En este escenario, resulta casi obsceno ser optimista pero, precisamente por ello, es vital que redoblemos esfuerzos para que la dignidad y el reconocimiento de los docentes no se deteriore más, con medidas coherentes, como el reconocimiento de autoridad pública para los docentes en el ejercicio de su labor, frente al embate de los desalmados, como exigiendo la derogación de medidas tan funestas como la relativa a las bajas del profesorado, entre otras cuestiones.

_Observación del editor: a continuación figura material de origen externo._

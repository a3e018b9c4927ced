use std::str::FromStr;
use std::time::Duration;

use gleaner_core::AppError;
use sqlx::SqlitePool;
use sqlx::sqlite::{SqliteConnectOptions, SqliteJournalMode, SqlitePoolOptions};

use crate::config::DatabaseConfig;
use crate::repository::ResultRepository;
use crate::update_repository::UpdateRepository;

/// How long a writer waits on a locked database before giving up.
const BUSY_TIMEOUT: Duration = Duration::from_secs(5);

/// Central database facade: owns the connection pool, runs migrations,
/// and vends repository instances.
#[derive(Clone)]
pub struct Database {
    pool: SqlitePool,
}

impl Database {
    /// Open (creating if needed) the SQLite database described by `config`.
    ///
    /// WAL journaling lets readers proceed while a worker writes.
    pub async fn connect(config: &DatabaseConfig) -> Result<Self, AppError> {
        let options = SqliteConnectOptions::from_str(&config.url)
            .map_err(|e| AppError::ConfigError(format!("Invalid DATABASE_URL: {e}")))?
            .create_if_missing(true)
            .journal_mode(SqliteJournalMode::Wal)
            .busy_timeout(BUSY_TIMEOUT);

        let pool = SqlitePoolOptions::new()
            .max_connections(config.max_connections)
            .connect_with(options)
            .await
            .map_err(|e| AppError::DatabaseError(format!("Failed to connect: {e}")))?;

        tracing::debug!(url = %config.url, max_connections = config.max_connections, "Database connected");
        Ok(Self { pool })
    }

    /// Create a `Database` from an existing pool (useful for testing).
    pub fn from_pool(pool: SqlitePool) -> Self {
        Self { pool }
    }

    /// Run all pending migrations.
    pub async fn migrate(&self) -> Result<(), AppError> {
        sqlx::migrate!("../../migrations")
            .run(&self.pool)
            .await
            .map_err(|e| AppError::DatabaseError(format!("Migration failed: {e}")))?;
        Ok(())
    }

    /// Get a [`ResultRepository`] backed by this pool.
    pub fn result_repo(&self) -> ResultRepository {
        ResultRepository::new(self.pool.clone())
    }

    /// Get an [`UpdateRepository`] backed by this pool.
    pub fn update_repo(&self) -> UpdateRepository {
        UpdateRepository::new(self.pool.clone())
    }

    pub fn pool(&self) -> &SqlitePool {
        &self.pool
    }
}
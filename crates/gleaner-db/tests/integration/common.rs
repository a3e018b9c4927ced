use chrono::{DateTime, Utc};
use gleaner_core::models::{
    ExtractionOutcome, ExtractionResult, NewDiscoveredUpdate, PageLink, StructuredPayload,
};
use gleaner_core::util::fingerprint;
use gleaner_db::{Database, DatabaseConfig};
use sqlx::sqlite::SqlitePoolOptions;
use tempfile::TempDir;

/// Fresh in-memory database with migrations applied.
///
/// A single never-recycled connection keeps the in-memory database alive
/// for the whole test.
pub async fn setup_test_db() -> Database {
    let pool = SqlitePoolOptions::new()
        .max_connections(1)
        .idle_timeout(None)
        .max_lifetime(None)
        .connect("sqlite::memory:")
        .await
        .expect("Failed to open in-memory SQLite");

    let db = Database::from_pool(pool);
    db.migrate().await.expect("Failed to run migrations");
    db
}

/// File-backed database with a multi-connection pool, for concurrency tests.
///
/// The `TempDir` must be kept in scope for the test duration.
pub async fn setup_file_db() -> (Database, TempDir) {
    let dir = tempfile::tempdir().expect("Failed to create temp dir");
    let url = format!("sqlite://{}", dir.path().join("gleaner-test.db").display());
    let config = DatabaseConfig {
        max_connections: 8,
        ..DatabaseConfig::new(url)
    };

    let db = Database::connect(&config)
        .await
        .expect("Failed to open file database");
    db.migrate().await.expect("Failed to run migrations");
    (db, dir)
}

pub fn success_result(task_id: i64, url: &str, scraped_at: DateTime<Utc>) -> ExtractionResult {
    ExtractionResult {
        task_id,
        url: url.into(),
        outcome: ExtractionOutcome::Success {
            title: Some("Example".into()),
            body: "Example body".into(),
            payload: StructuredPayload {
                links: vec![PageLink {
                    url: "https://example.com/a".into(),
                    text: "A".into(),
                }],
                ..StructuredPayload::default()
            },
        },
        response_time: 0.5,
        status_code: Some(200),
        content_size: 1200,
        scraped_at,
    }
}

pub fn error_result(task_id: i64, url: &str, scraped_at: DateTime<Utc>) -> ExtractionResult {
    ExtractionResult {
        task_id,
        url: url.into(),
        outcome: ExtractionOutcome::Error {
            message: format!("Timeout error while scraping {url}"),
        },
        response_time: 30.0,
        status_code: None,
        content_size: 0,
        scraped_at,
    }
}

pub fn new_update(page_url: &str) -> NewDiscoveredUpdate {
    NewDiscoveredUpdate {
        monitor_url: "https://example.com".into(),
        page_url: page_url.into(),
        title: "A post".into(),
        anchor_html: format!("<a href=\"{page_url}\">A post</a>"),
        fingerprint: fingerprint(page_url),
        discovered_at: Utc::now(),
    }
}
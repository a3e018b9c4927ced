//! Tolerant HTML document tree.
//!
//! [`Document::parse`] never fails: invalid UTF-8 is replaced and malformed
//! markup is repaired by the HTML5 parser, so callers always get a tree to
//! query, possibly an empty one.

use scraper::{ElementRef, Html, Selector};

/// Elements whose text never counts as visible content.
const INVISIBLE_TAGS: [&str; 3] = ["script", "style", "noscript"];

/// A parsed page.
pub struct Document {
    html: Html,
}

impl Document {
    pub fn parse(bytes: &[u8]) -> Self {
        Self::parse_str(&String::from_utf8_lossy(bytes))
    }

    pub fn parse_str(html: &str) -> Self {
        Self {
            html: Html::parse_document(html),
        }
    }

    /// The `<html>` element.
    pub fn root(&self) -> ElementRef<'_> {
        self.html.root_element()
    }

    /// First element with the given tag name.
    pub fn find_first(&self, tag: &str) -> Option<ElementRef<'_>> {
        self.select_first(tag)
    }

    /// Every element with the given tag name, in document order.
    pub fn find_all(&self, tag: &str) -> Vec<ElementRef<'_>> {
        self.select(tag)
    }

    /// Elements matching a CSS selector. An invalid selector matches nothing.
    pub fn select(&self, css: &str) -> Vec<ElementRef<'_>> {
        match Selector::parse(css) {
            Ok(selector) => self.html.select(&selector).collect(),
            Err(_) => Vec::new(),
        }
    }

    pub fn select_first(&self, css: &str) -> Option<ElementRef<'_>> {
        let selector = Selector::parse(css).ok()?;
        self.html.select(&selector).next()
    }
}

/// Matches within `element`'s subtree. An invalid selector matches nothing.
pub fn select_within<'a>(element: ElementRef<'a>, css: &str) -> Vec<ElementRef<'a>> {
    match Selector::parse(css) {
        Ok(selector) => element.select(&selector).collect(),
        Err(_) => Vec::new(),
    }
}

/// Nearest enclosing element, if any.
pub fn parent_element(element: ElementRef<'_>) -> Option<ElementRef<'_>> {
    element.parent().and_then(ElementRef::wrap)
}

/// Visible text of `element`: each descendant text run trimmed, empty runs
/// dropped, the rest joined with a single space. Script, style and noscript
/// subtrees are skipped.
pub fn visible_text(element: ElementRef<'_>) -> String {
    let mut runs = Vec::new();
    collect_text(element, &mut runs);
    runs.join(" ")
}

fn collect_text(element: ElementRef<'_>, runs: &mut Vec<String>) {
    if INVISIBLE_TAGS.contains(&element.value().name()) {
        return;
    }
    for child in element.children() {
        if let Some(text) = child.value().as_text() {
            let run = text.trim();
            if !run.is_empty() {
                runs.push(run.to_string());
            }
        } else if let Some(child) = ElementRef::wrap(child) {
            collect_text(child, runs);
        }
    }
}

/// Collapse every whitespace run (newlines and tabs included) to one space.
pub fn collapse_whitespace(text: &str) -> String {
    text.split_whitespace().collect::<Vec<_>>().join(" ")
}
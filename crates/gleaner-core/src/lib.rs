pub mod error;
pub mod harvest;
pub mod job;
pub mod models;
pub mod recency;
pub mod scrape;
pub mod throttle;
pub mod traits;
pub mod util;
pub mod worker;

#[cfg(any(test, feature = "testutil"))]
pub mod testutil;

pub use error::AppError;
pub use harvest::{HarvestReport, HarvestService, HarvestedUpdate};
pub use job::{ScrapeRequest, WorkerConfig};
pub use models::{
    DiscoveredUpdate, ExtractionOutcome, ExtractionResult, ExtractionStatus, FetchedPage,
    LinkCandidate, NewDiscoveredUpdate, PageContent, PageImage, PageLink, PurgeReport,
    ScrapeStats, StatsSummary, StoredResult, StructuredPayload, Table, compute_hash,
};
pub use scrape::{ScrapeOutcome, ScrapeService};
pub use throttle::{PoliteFetcher, PolitenessConfig};
pub use traits::{Extractor, Fetcher, NullStore, ResultStore, UpdateStore};
pub use worker::{TracingWorkerReporter, WorkerEvent, WorkerPool, WorkerReporter};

Las organizaciones sindicales, que también atraviesan serias dificultades de credibilidad por la actuación de unos pocos, constituyen más que nunca el principal activo de la dignificación docente y del reconocimiento social del profesorado, su concurso se antoja vital para un colectivo atrapado por una sociedad inculta e irrespetuosa con su labor y unas fuerzas políticas sólo entienden de spots publicitarios para dignificar y reconocer a los docentes, ignorando que precisamente en los decretos, en las normas y actuaciones que ellos impulsan y aprueban reside la mejor manera de contribuir a la dignificación docente en estos tiempos convulsos.